July 5, 2015:
Jordan has ordered more I-Master SAR/GMTI radars for their new gunships as well as other aircraft. The I-Master SAR/GMTI is a synthetic aperture radar (SAR) which produces a 3-D image of what is below and can see through foliage. Cheaper, smaller and more powerful computers have helped reduce the size of SAR equipment since the 1980s (when SAR was first introduced). SAR is good for detecting vehicles, and can penetrate clouds and sand storms to show a precise image of the landform below. Jordan had the I-Master installed in their first (of four) AC-245 gunships that arrived in early 2014. Performance of the aircraft and its SAR impressed the crews and that led to the additional orders.
Jordan had arranged to have CN-235 transports converted to gunships, which are now called AC-235s. Jordan has already used this aircraft in combat and was so pleased with the performance that it has ordered two of its existing similar and somewhat larger C-295 military transports converted into gunships. The C-295 is a two engine aircraft with a max payload is nine tons and max cruise speed is 480 kilometers an hour. Carrying a four ton load, it can fly 4,500 kilometers (1,400 kilometers with max payload). Max takeoff weight is 23 tons. Basically, the C-295 is a stretched version of the earlier CN-235 aircraft, so it was a mature design to begin with. There is already a maritime surveillance version of the C-295 used by other countries.
In 2011 Jordan hired the American firm ATK to modify two Jordanian CN-235 transports to serve as gunships. These two engine transports had sensors (day/night cameras) added, along with laser designators and a defensive system against heat-seeking missiles. Armament consists of a M230 30mm autocannon, Hellfire missiles and 70mm rockets. The 16 ton CN-235 can carry four tons of equipment and stay in the air for up to eight hours per sortie. As an AC-235 the aircraft can only remain airborne for three hours per sortie. Think of this aircraft as a twin engine C-130 with less payload and endurance. The conversions were supposed to be completed in 2013 but by the end of the year the gunship only got as far as its first flight test with all its weapons and other systems installed.
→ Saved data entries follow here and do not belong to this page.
// Production-quality lints
#![warn(
    clippy::todo,
    clippy::unimplemented,
    clippy::dbg_macro,
    clippy::print_stdout,
    clippy::print_stderr
)]
// Deny truly dangerous patterns
#![deny(clippy::mem_forget)]
// Allow common patterns in library code
#![allow(clippy::missing_errors_doc, clippy::missing_panics_doc)]

//! # Ghostwriter — context-aware code generation
//!
//! Ghostwriter turns a target language/framework plus structured
//! requirements into a code artifact: it selects a reusable **thinking
//! process** (a named generation strategy), synthesizes a draft,
//! analyzes it along five quality axes, and applies analysis-driven
//! optimizations before returning the artifact with improvement
//! suggestions.
//!
//! ## Quick Start
//!
//! ```rust,ignore
//! use ghostwriter::{Engine, EngineConfig, GenerationRequest, PatternLibrary, ProcessRegistry};
//!
//! let engine = Engine::bootstrap(
//!     "ghostwriter.yaml".as_ref(),
//!     "patterns/code_patterns.json".as_ref(),
//!     "thinking".as_ref(),
//! );
//!
//! let request: GenerationRequest = serde_norway::from_str(r#"
//!   language: typescript
//!   framework: next.js
//!   requirements:
//!     component: signup-form
//!     features: [responsive, dark-mode]
//!     fields:
//!       - name: email
//!         type: string
//!         required: true
//! "#)?;
//!
//! let generation = engine.generate(&request)?;
//! println!("{}", generation.artifact.content);
//! for suggestion in &generation.suggestions {
//!     println!("- {}", suggestion);
//! }
//! ```
//!
//! ## Architecture
//!
//! ```text
//! ┌────────────────────────────────────────────────────────────────┐
//! │                                                                │
//! │  REQUEST (language, framework, requirements, history)          │
//! │      │                                                         │
//! │      ├──► build_context(request, library) ──► GenerationContext│
//! │      │                                                         │
//! │      ├──► select(context, registry) ──► ThinkingProcess        │
//! │      │                                                         │
//! │      ├──► synthesize(process, context) ──► CodeArtifact        │
//! │      │                                                         │
//! │      ├──► analyze(artifact, library) ──► CodeAnalysis          │
//! │      │                                                         │
//! │      ├──► optimize(artifact, analysis) ──► CodeArtifact        │
//! │      │         (re-analyzes, never regresses quality)          │
//! │      │                                                         │
//! │      └──► suggest(analysis) ──► Vec<String>                    │
//! │                                                                │
//! └────────────────────────────────────────────────────────────────┘
//! ```
//!
//! The two knowledge bases — the [`PatternLibrary`] and the
//! [`ProcessRegistry`] — are loaded once at startup and read-only
//! afterwards. Everything per-request ([`GenerationContext`],
//! [`CodeArtifact`], [`CodeAnalysis`]) is built fresh, threaded as a
//! parameter through the stages, and discarded with the response, so
//! independent requests can run concurrently without synchronization.
//!
//! Startup loads fail softly: a missing or malformed config or pattern
//! file yields documented defaults, and a thinking-process resource
//! that does not parse is logged and skipped without aborting the
//! batch. A failed *request*, by contrast, is always an explicit
//! [`PipelineFailure`] naming the stage — an empty artifact is a valid
//! success, never a failure signal.

// Core data model
pub mod artifact;
pub mod config;
pub mod context;
pub mod error;
pub mod patterns;
pub mod process;

// Pipeline stages
pub mod analyze;
pub mod optimize;
pub mod pipeline;
pub mod select;
pub mod suggest;
pub mod synthesize;

// Rendering support
pub mod templates;

// Re-exports
pub use analyze::{analyze, Analyzer, CodeAnalysis};
pub use artifact::{write_artifact, ArtifactMeta, CodeArtifact};
pub use config::EngineConfig;
pub use context::{
    build_context, FieldSpec, GenerationContext, GenerationRequest, Requirements, Role, Turn,
};
pub use error::{Error, Result};
pub use optimize::{OptimizationOutcome, Optimizer};
pub use patterns::{PatternLibrary, DEFAULT_LANGUAGES};
pub use pipeline::{Engine, Generation, PipelineFailure, Stage};
pub use process::{ProcessMeta, ProcessRegistry, ThinkingProcess};
pub use select::select;
pub use suggest::SuggestionEngine;
pub use synthesize::{synthesize, StepKind};

/// Library version
pub const VERSION: &str = env!("CARGO_PKG_VERSION");
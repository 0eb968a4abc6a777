//! Artifact analysis — five independent heuristics, one verdict
//!
//! `analyze` never fails: each heuristic is isolated, and a rule that
//! cannot be applied (e.g. a security pattern that fails to compile)
//! degrades only its own field to the empty default and is logged. The
//! resulting [`CodeAnalysis`] always carries every field, empty or not.

use crate::artifact::CodeArtifact;
use crate::patterns::PatternLibrary;
use regex::Regex;
use serde::{Deserialize, Serialize};
use std::sync::OnceLock;

/// Analysis record for one artifact
#[derive(Debug, Clone, Default, Serialize, Deserialize, PartialEq)]
pub struct CodeAnalysis {
    /// Library patterns found in the artifact, library order
    #[serde(default)]
    pub patterns: Vec<String>,

    /// Improvement suggestions derived from the other fields
    #[serde(default)]
    pub suggestions: Vec<String>,

    /// Non-negative structural complexity estimate
    #[serde(default)]
    pub complexity: f64,

    /// Quality heuristic in [0, 1]
    #[serde(default)]
    pub quality_score: f64,

    /// Security rule violations, rule order
    #[serde(default)]
    pub security_issues: Vec<String>,

    /// Performance tips, rule order
    #[serde(default)]
    pub performance_tips: Vec<String>,
}

impl CodeAnalysis {
    /// Human-readable summary
    pub fn to_report(&self) -> String {
        let mut out = String::new();

        out.push_str("ANALYSIS REPORT\n");
        out.push_str("===============\n\n");
        out.push_str(&format!("Complexity:    {:.1}\n", self.complexity));
        out.push_str(&format!("Quality score: {:.2}\n", self.quality_score));

        if !self.patterns.is_empty() {
            out.push_str("\nPatterns:\n");
            for p in &self.patterns {
                out.push_str(&format!("  {}\n", p));
            }
        }
        if !self.security_issues.is_empty() {
            out.push_str("\nSecurity issues:\n");
            for issue in &self.security_issues {
                out.push_str(&format!("  [SEC] {}\n", issue));
            }
        }
        if !self.performance_tips.is_empty() {
            out.push_str("\nPerformance tips:\n");
            for tip in &self.performance_tips {
                out.push_str(&format!("  [PERF] {}\n", tip));
            }
        }
        if !self.suggestions.is_empty() {
            out.push_str("\nSuggestions:\n");
            for s in &self.suggestions {
                out.push_str(&format!("  - {}\n", s));
            }
        }

        out
    }
}

/// Analyze an artifact with default thresholds
pub fn analyze(artifact: &CodeArtifact, library: &PatternLibrary) -> CodeAnalysis {
    Analyzer::new().analyze(artifact, library)
}

/// Artifact analyzer
#[derive(Debug, Clone)]
pub struct Analyzer {
    complexity_threshold: f64,
    quality_threshold: f64,
}

impl Analyzer {
    pub fn new() -> Self {
        Self {
            complexity_threshold: 10.0,
            quality_threshold: 0.7,
        }
    }

    pub fn from_config(config: &crate::config::EngineConfig) -> Self {
        Self {
            complexity_threshold: config.complexity_threshold,
            quality_threshold: config.quality_threshold,
        }
    }

    /// Run all five heuristics over an artifact. Never fails.
    pub fn analyze(&self, artifact: &CodeArtifact, library: &PatternLibrary) -> CodeAnalysis {
        let text = &artifact.content;

        let patterns = extract_patterns(text, library.patterns_for(&artifact.language));
        let complexity = complexity(text);
        let security_issues = security_issues(text);
        let performance_tips = performance_tips(text);
        let quality_score = quality(
            text,
            security_issues.len() + performance_tips.len(),
        );

        let mut analysis = CodeAnalysis {
            patterns,
            suggestions: Vec::new(),
            complexity,
            quality_score,
            security_issues,
            performance_tips,
        };
        analysis.suggestions = crate::suggest::SuggestionEngine::new(
            self.complexity_threshold,
            self.quality_threshold,
        )
        .suggest(&analysis);

        analysis
    }
}

impl Default for Analyzer {
    fn default() -> Self {
        Self::new()
    }
}

/// Match library pattern ids against the artifact text.
///
/// A pattern counts as present when its full id occurs, or when its
/// final segment occurs as a standalone word.
fn extract_patterns(text: &str, known: &[String]) -> Vec<String> {
    let mut found = Vec::new();
    for id in known {
        if text.contains(id.as_str()) {
            found.push(id.clone());
            continue;
        }
        let segment = id.rsplit('.').next().unwrap_or(id);
        match Regex::new(&format!(r"\b{}\b", regex::escape(segment))) {
            Ok(re) => {
                if re.is_match(text) {
                    found.push(id.clone());
                }
            }
            Err(e) => {
                tracing::warn!(pattern = %id, error = %e, "pattern match degraded, skipping");
            }
        }
    }
    found
}

/// Structural complexity: branch keywords plus boolean operators plus
/// nesting depth, all weighted additively so the score never decreases
/// as control-flow density grows.
fn complexity(text: &str) -> f64 {
    static BRANCHES: OnceLock<Option<Regex>> = OnceLock::new();
    let branches = BRANCHES.get_or_init(|| {
        compile_or_warn(
            "complexity-branches",
            r"\b(if|else|elif|for|while|match|switch|case|catch|loop)\b",
        )
    });

    let branch_count = branches
        .as_ref()
        .map(|re| re.find_iter(text).count())
        .unwrap_or(0);
    let op_count = text.matches("&&").count() + text.matches("||").count();
    let max_depth = max_brace_depth(text);

    branch_count as f64 + 0.5 * op_count as f64 + 0.3 * max_depth as f64
}

fn max_brace_depth(text: &str) -> usize {
    let mut depth: usize = 0;
    let mut max = 0;
    for c in text.chars() {
        match c {
            '{' => {
                depth += 1;
                max = max.max(depth);
            }
            '}' => depth = depth.saturating_sub(1),
            _ => {}
        }
    }
    max
}

/// Quality in [0, 1]: documentation density, naming consistency, and
/// type-annotation presence, discounted by the number of findings so it
/// never increases as issues accumulate.
fn quality(text: &str, finding_count: usize) -> f64 {
    if text.trim().is_empty() {
        return 0.0;
    }

    let lines: Vec<&str> = text.lines().filter(|l| !l.trim().is_empty()).collect();
    let total = lines.len().max(1);

    let comment_lines = lines
        .iter()
        .filter(|l| {
            let t = l.trim_start();
            t.starts_with("//") || t.starts_with("/*") || t.starts_with('*') || t.starts_with('#')
        })
        .count();
    let docs_score = (comment_lines as f64 / total as f64 * 4.0).min(1.0);

    let naming_score = naming_consistency(text);

    static ANNOTATIONS: OnceLock<Option<Regex>> = OnceLock::new();
    let annotations = ANNOTATIONS.get_or_init(|| {
        compile_or_warn(
            "quality-annotations",
            r":\s*(string|number|boolean|unknown|any|void|int|float|str|bool|[A-Z][A-Za-z0-9_]*)",
        )
    });
    let annotation_count = annotations
        .as_ref()
        .map(|re| re.find_iter(text).count())
        .unwrap_or(0);
    let types_score = (annotation_count as f64 / total as f64 * 5.0).min(1.0);

    let base = 0.4 * docs_score + 0.3 * naming_score + 0.3 * types_score;
    let discounted = base / (1.0 + 0.15 * finding_count as f64);
    discounted.clamp(0.0, 1.0)
}

fn naming_consistency(text: &str) -> f64 {
    static DECLARATIONS: OnceLock<Option<Regex>> = OnceLock::new();
    let declarations = DECLARATIONS.get_or_init(|| {
        compile_or_warn(
            "quality-declarations",
            r"\b(?:let|const|var|fn|def|function|interface|class)\s+([A-Za-z_][A-Za-z0-9_]*)",
        )
    });

    let Some(re) = declarations.as_ref() else {
        return 1.0;
    };

    let names: Vec<&str> = re
        .captures_iter(text)
        .filter_map(|c| c.get(1))
        .map(|m| m.as_str())
        .collect();
    if names.is_empty() {
        return 1.0;
    }

    let descriptive = names.iter().filter(|n| n.len() > 1).count();
    descriptive as f64 / names.len() as f64
}

struct TextRule {
    pattern: &'static str,
    message: &'static str,
}

/// Fixed security rule set, evaluated in order
const SECURITY_RULES: &[TextRule] = &[
    TextRule {
        pattern: r"\beval\s*\(",
        message: "eval-use: dynamic code execution on strings",
    },
    TextRule {
        pattern: r"\bexec\s*\(",
        message: "exec-use: dynamic command execution",
    },
    TextRule {
        pattern: r"innerHTML\s*=|dangerouslySetInnerHTML",
        message: "raw-html: unescaped markup assignment risks XSS",
    },
    TextRule {
        pattern: r"document\.write\s*\(",
        message: "document-write: injects markup into the live document",
    },
    TextRule {
        pattern: r#"(?i)\b(api_key|apikey|password|passwd|secret|token)\b\s*[:=]\s*["'][^"']{4,}["']"#,
        message: "hard-coded-secret: credential literal in source",
    },
    TextRule {
        pattern: r#"(?i)\b(select|insert|update|delete)\b[^\n]*(\+\s*[A-Za-z_]|\$\{)"#,
        message: "sql-interpolation: query built from string concatenation",
    },
];

/// Fixed performance rule set, evaluated in order
const PERFORMANCE_RULES: &[TextRule] = &[
    TextRule {
        pattern: r"=\{\s*\(\)\s*=>",
        message: "avoid re-creating closures per render",
    },
    TextRule {
        pattern: r"JSON\.parse\s*\(\s*JSON\.stringify",
        message: "deep clone via JSON round-trip is expensive",
    },
    TextRule {
        pattern: r"console\.(log|debug)\s*\(",
        message: "remove debug logging from hot paths",
    },
    TextRule {
        pattern: r"(?s)\bfor\b[^{]*\{[^{}]*\bfor\b",
        message: "nested loops detected; consider restructuring",
    },
    TextRule {
        pattern: r"\bvar\s+[A-Za-z_]",
        message: "prefer const or let over var",
    },
];

fn security_issues(text: &str) -> Vec<String> {
    static COMPILED: OnceLock<Vec<(Option<Regex>, &'static str)>> = OnceLock::new();
    apply_rules(text, COMPILED.get_or_init(|| compile_rules(SECURITY_RULES)))
}

fn performance_tips(text: &str) -> Vec<String> {
    static COMPILED: OnceLock<Vec<(Option<Regex>, &'static str)>> = OnceLock::new();
    apply_rules(text, COMPILED.get_or_init(|| compile_rules(PERFORMANCE_RULES)))
}

fn compile_rules(rules: &'static [TextRule]) -> Vec<(Option<Regex>, &'static str)> {
    rules
        .iter()
        .map(|rule| (compile_or_warn(rule.message, rule.pattern), rule.message))
        .collect()
}

fn compile_or_warn(name: &str, pattern: &str) -> Option<Regex> {
    match Regex::new(pattern) {
        Ok(re) => Some(re),
        Err(e) => {
            // A malformed rule degrades only its own heuristic.
            tracing::warn!(rule = name, error = %e, "analysis rule disabled");
            None
        }
    }
}

fn apply_rules(text: &str, compiled: &[(Option<Regex>, &'static str)]) -> Vec<String> {
    compiled
        .iter()
        .filter_map(|(re, message)| {
            re.as_ref()
                .filter(|re| re.is_match(text))
                .map(|_| (*message).to_string())
        })
        .collect()
}
//! Code artifacts and persistence
//!
//! A [`CodeArtifact`] is an opaque text payload with a declared language
//! tag. Persistence writes the payload bytes exactly (reading the file
//! back yields byte-identical content) and keeps a YAML sidecar with a
//! content hash so unchanged artifacts are not rewritten.

use crate::error::{Error, Result};
use chrono::{DateTime, Utc};
use serde::{Deserialize, Serialize};
use sha2::{Digest, Sha256};
use std::path::{Path, PathBuf};

/// An opaque generated payload plus its language tag
#[derive(Debug, Clone, Serialize, Deserialize, PartialEq)]
pub struct CodeArtifact {
    /// Declared language id, e.g. `typescript`
    pub language: String,

    /// Text payload
    pub content: String,
}

impl CodeArtifact {
    pub fn new(language: impl Into<String>, content: impl Into<String>) -> Self {
        Self {
            language: language.into(),
            content: content.into(),
        }
    }

    pub fn is_empty(&self) -> bool {
        self.content.is_empty()
    }

    /// SHA-256 of the payload, hex-encoded
    pub fn content_hash(&self) -> String {
        let mut hasher = Sha256::new();
        hasher.update(self.content.as_bytes());
        hex::encode(hasher.finalize())
    }
}

/// Sidecar metadata stored next to a written artifact
#[derive(Debug, Clone, Serialize, Deserialize)]
pub struct ArtifactMeta {
    /// SHA-256 of the artifact payload
    pub content_hash: String,

    /// Declared language of the artifact
    pub language: String,

    /// When the artifact was written
    pub generated_at: DateTime<Utc>,

    /// Ghostwriter version that wrote it
    pub tool_version: String,
}

impl ArtifactMeta {
    fn for_artifact(artifact: &CodeArtifact) -> Self {
        Self {
            content_hash: artifact.content_hash(),
            language: artifact.language.clone(),
            generated_at: Utc::now(),
            tool_version: env!("CARGO_PKG_VERSION").to_string(),
        }
    }

    /// Sidecar path for an artifact path
    pub fn path_for(artifact_path: &Path) -> PathBuf {
        let mut name = artifact_path
            .file_name()
            .map(|n| n.to_string_lossy().into_owned())
            .unwrap_or_default();
        name.push_str(".meta.yaml");
        artifact_path.with_file_name(name)
    }

    /// Load the sidecar for an artifact path, if present
    pub fn load(artifact_path: &Path) -> Result<Option<Self>> {
        let meta_path = Self::path_for(artifact_path);
        if !meta_path.exists() {
            return Ok(None);
        }
        let content = std::fs::read_to_string(&meta_path).map_err(Error::Io)?;
        let meta = serde_norway::from_str(&content)
            .map_err(|e| Error::Other(format!("Failed to parse {}: {}", meta_path.display(), e)))?;
        Ok(Some(meta))
    }

    fn save(&self, artifact_path: &Path) -> Result<()> {
        let yaml = serde_norway::to_string(self)?;
        std::fs::write(Self::path_for(artifact_path), yaml).map_err(Error::Io)
    }
}

/// Write an artifact to `path`, creating intermediate directories.
///
/// Returns `false` when the sidecar shows the on-disk content already
/// matches and nothing was written. The payload file always contains
/// exactly the artifact bytes; provenance lives only in the sidecar.
pub fn write_artifact(artifact: &CodeArtifact, path: &Path) -> Result<bool> {
    if path.exists() {
        if let Ok(Some(meta)) = ArtifactMeta::load(path) {
            if meta.content_hash == artifact.content_hash() {
                tracing::debug!(path = %path.display(), "artifact unchanged, skipping write");
                return Ok(false);
            }
        }
    }

    if let Some(parent) = path.parent() {
        if !parent.as_os_str().is_empty() {
            std::fs::create_dir_all(parent).map_err(Error::Io)?;
        }
    }

    std::fs::write(path, artifact.content.as_bytes()).map_err(Error::Io)?;
    ArtifactMeta::for_artifact(artifact).save(path)?;

    tracing::debug!(path = %path.display(), bytes = artifact.content.len(), "artifact written");
    Ok(true)
}

#[cfg(test)]
mod tests {
    use super::*;
    use pretty_assertions::assert_eq;

    #[test]
    fn test_round_trip_is_byte_identical() {
        let dir = tempfile::tempdir().unwrap();
        let path = dir.path().join("nested").join("out").join("feature.tsx");
        let artifact = CodeArtifact::new("typescript", "export const x = 1;\n// trailing\n");

        assert!(write_artifact(&artifact, &path).unwrap());

        let read_back = std::fs::read(&path).unwrap();
        assert_eq!(read_back, artifact.content.as_bytes());
    }

    #[test]
    fn test_unchanged_artifact_is_skipped() {
        let dir = tempfile::tempdir().unwrap();
        let path = dir.path().join("feature.tsx");
        let artifact = CodeArtifact::new("typescript", "const a = 1;\n");

        assert!(write_artifact(&artifact, &path).unwrap());
        assert!(!write_artifact(&artifact, &path).unwrap());
    }

    #[test]
    fn test_changed_artifact_is_rewritten() {
        let dir = tempfile::tempdir().unwrap();
        let path = dir.path().join("feature.tsx");

        let first = CodeArtifact::new("typescript", "const a = 1;\n");
        let second = CodeArtifact::new("typescript", "const a = 2;\n");

        assert!(write_artifact(&first, &path).unwrap());
        assert!(write_artifact(&second, &path).unwrap());
        assert_eq!(
            std::fs::read_to_string(&path).unwrap(),
            second.content
        );
    }

    #[test]
    fn test_sidecar_hash_matches_content() {
        let dir = tempfile::tempdir().unwrap();
        let path = dir.path().join("feature.py");
        let artifact = CodeArtifact::new("python", "def f():\n    return 1\n");

        write_artifact(&artifact, &path).unwrap();

        let meta = ArtifactMeta::load(&path).unwrap().unwrap();
        assert_eq!(meta.content_hash, artifact.content_hash());
        assert_eq!(meta.language, "python");
    }
}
The second CN-235 gunship was delivered by the end of 2014. By converting two existing C-295s to gunships, using much of the technology and design work developed for the AC-235, Jordan expects to have four gunships by the end of 2015.
The main weapon for the AC-235s and AC-295 is the 58 kg (127 pound) M230 30mm cannon which fires about ten rounds a second and usually has about 1,200 rounds available when used in an aircraft. The most common round used is the HEDP (high explosive dual purpose), meaning that he round not only penetrates up to 50mm of armor, but generates fragments that kill or wound personnel within four meters (12 feet) of detonation. Each round carries 22 grams (.76 ounces) of explosives, is 20 cm (7.8 inches) long and weighs 339 grams (11.8 ounces), while the projectile weighs 229 grams (half a pound). A direct hit on a person is fatal and messy. Effective range of the 30mm cannon is about 4,000 meters. Time in flight to 3,000 meters is 12 seconds. The fire control system takes care of all the necessary aiming adjustments for long range shots. The M230 is usually used in conjunction with a red-dot laser indicator. This reduces friendly fire incidents. When in doubt, the gunner can flip on the red-dot and ask the guys down below if the right target is about to be hit. The red-dot also has an intimidating effect on the enemy, if you are trying to induce them to surrender.
When operating in daylight (too high for the M230) the main weapons would be missiles. These are the Hellfire II, which weighs 48 kg (106 pounds), carries a 9 kg (20 pound) warhead, and has a range of 8,000 meters. There are several powered 70mm guided missiles already available. These are lighter (13.6 kg/30 pound) and were developed for use against targets that don't require a larger and more expensive Hellfire missile but still need some targeting precision. Launchers for 70mm missiles are built to replace the one for Hellfire but carry four 70mm missiles instead of a single Hellfire. The 70mm rockets have a laser seeker, a 2.7 kg (six pound) warhead, and a range of about six kilometers. Laser designators on the gunship, or with troops on the ground, are pointed at the target and the laser seeker in the front of the 70mm missile homes in on the reflected laser light.
The Jordanian gunships are being equipped based on American experience in Iraq and Afghanistan and will be used to patrol the Syrian and Iraq borders. There, the wars with Islamic terrorists in Syria and Iraq have spilled over into Jordan. The four gunships will make the border more dangerous for ambitious terrorists. Apparently the first AC-295 has been successfully used to destroy convoys of Islamic terrorists trying to enter Jordan.